The point is not that the voice that visited me in the dream is God, nor that the deeper mind is God, but that all higher consciousness flows from God. Once you encounter an consciousness greater than your own, that dwells not where you dwell, but is accessible in certain circumstances, after much preparation and exertion, it is not hard to allow for other such consciousnesses, cascading upwards until a single, supernal Consciousness is reached, from which all lesser consciousness flow. A river of light that immerses you when you make yourself available for such an immersion.
Without reason, this experience is drastically limited. Without the ability to feel deep emotion, this experience is drastically limited. And yet the prime mover of these experiences is beyond emotion or reason. Reason is very high, very nearly the highest form of consciousness. But not the apex. That is why a belief system that puts the False Intellectual Center (or the False Emotional Center) at the apex is patently absurd to me. We are small fishes, and there are big fishes out there that want to share their wisdom with us, and all fishes are just fragments of God, who is the entire world of oceans and everything in them, and beyond ocean, and who wants us to glow with the light He has to share with us, but wants us to find that light through our own exertions.
Tom Robbins gave the advice that, in seeking a spiritual tradition, the first place one should look is in one's people's tradition before looking at other traditions. We carry ancient racial memories that are much easier to awaken than the memories universal to all beings. A Jew should learn Kabbalah, a Celt should learn Celtic paganism, a Greek should study the Greek mystery traditions, a Hindu should study the Vedic tradition, etc. (This is deeply unsatisfying to people with universal faiths like Christianity, Islam, Buddhism, Baha'i, etc. Having never been raised in such a tradition, I can only sympathize from afar. From an intellectual standpoint, I agree that universal faiths are an improvement on tribal, parochial faiths, but I will blog about this debate elsewhere).

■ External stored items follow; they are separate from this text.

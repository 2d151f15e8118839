//! `WebSocket` handler for the live incident feed.
//!
//! Clients connect to `GET /ws`, receive a one-time `connected` greeting,
//! and from then on get every broadcast envelope their channel filter
//! covers. Sending a `subscribe` control frame replaces the filter; a
//! connection that never subscribes receives everything. Unparseable
//! inbound frames are ignored so one confused client cannot take its own
//! feed down.
//!
//! The outbound side drains the connection's bounded queue in the
//! broadcast registry; if this client stops reading, the registry drops
//! new messages for it alone and everyone else is unaffected.

use std::sync::Arc;

use axum::extract::ws::{Message, WebSocket};
use axum::extract::{State, WebSocketUpgrade};
use axum::response::IntoResponse;
use groundwatch_types::{ClientMessage, ServerMessage};
use tracing::debug;

use crate::state::AppState;

/// Upgrade an HTTP request to a `WebSocket` connection and join the
/// live feed.
///
/// # Route
///
/// `GET /ws`
pub async fn ws_feed(
    ws: WebSocketUpgrade,
    State(state): State<Arc<AppState>>,
) -> impl IntoResponse {
    ws.on_upgrade(|socket| handle_socket(socket, state))
}

/// Run one connection: greet, then pump broadcasts out and control
/// frames in until either side closes.
async fn handle_socket(mut socket: WebSocket, state: Arc<AppState>) {
    let (id, mut feed) = state.broadcaster.register().await;
    debug!(connection = %id, "live feed client connected");

    if let Ok(greeting) = serde_json::to_string(&ServerMessage::Connected {
        message: "WebSocket connected".to_owned(),
    }) && socket.send(Message::Text(greeting.into())).await.is_err()
    {
        debug!(connection = %id, "live feed client left before the greeting");
        state.broadcaster.unregister(id).await;
        return;
    }

    loop {
        tokio::select! {
            // A broadcast envelope queued for this connection.
            outbound = feed.recv() => {
                let Some(json) = outbound else {
                    debug!(connection = %id, "broadcast queue closed, dropping socket");
                    break;
                };
                if socket.send(Message::Text(json.into())).await.is_err() {
                    debug!(connection = %id, "live feed client disconnected (send failed)");
                    break;
                }
            }
            // A frame from the client.
            inbound = socket.recv() => {
                match inbound {
                    Some(Ok(Message::Text(text))) => {
                        match serde_json::from_str::<ClientMessage>(&text) {
                            Ok(ClientMessage::Subscribe { channels }) => {
                                if !state.broadcaster.subscribe(id, channels).await {
                                    break;
                                }
                            }
                            Err(e) => {
                                debug!(connection = %id, error = %e, "ignoring unparseable client frame");
                            }
                        }
                    }
                    Some(Ok(Message::Ping(data))) => {
                        if socket.send(Message::Pong(data)).await.is_err() {
                            break;
                        }
                    }
                    Some(Ok(Message::Close(_))) | None => {
                        debug!(connection = %id, "live feed client disconnected");
                        break;
                    }
                    Some(Err(e)) => {
                        debug!(connection = %id, error = %e, "websocket error");
                        break;
                    }
                    // Binary and pong frames carry nothing for us.
                    _ => {}
                }
            }
        }
    }

    state.broadcaster.unregister(id).await;
}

When I pledged my lodge, I listed my place of worship as First Parish Unitarian-Universalist Church in Cambridge. My former roommate is a member there, and I had visited many times with him, and liked that community. There is a sizable Jewish presence there (or Junitarian) as well. But upon reflecting about that choice, I realized that I was being disingenuous. A voice in my head asked me: "Why did you say you were a Unitarian? Schmuck, you're Jewish." (My inner voice calls me schmuck a lot). The next Friday night, I walked into Havurat Shalom for Kabbalat Shabbat services. I visited a number of synagogues over the next month or two, and chose Temple Beth Zion as my congregation, and have been a member ever since.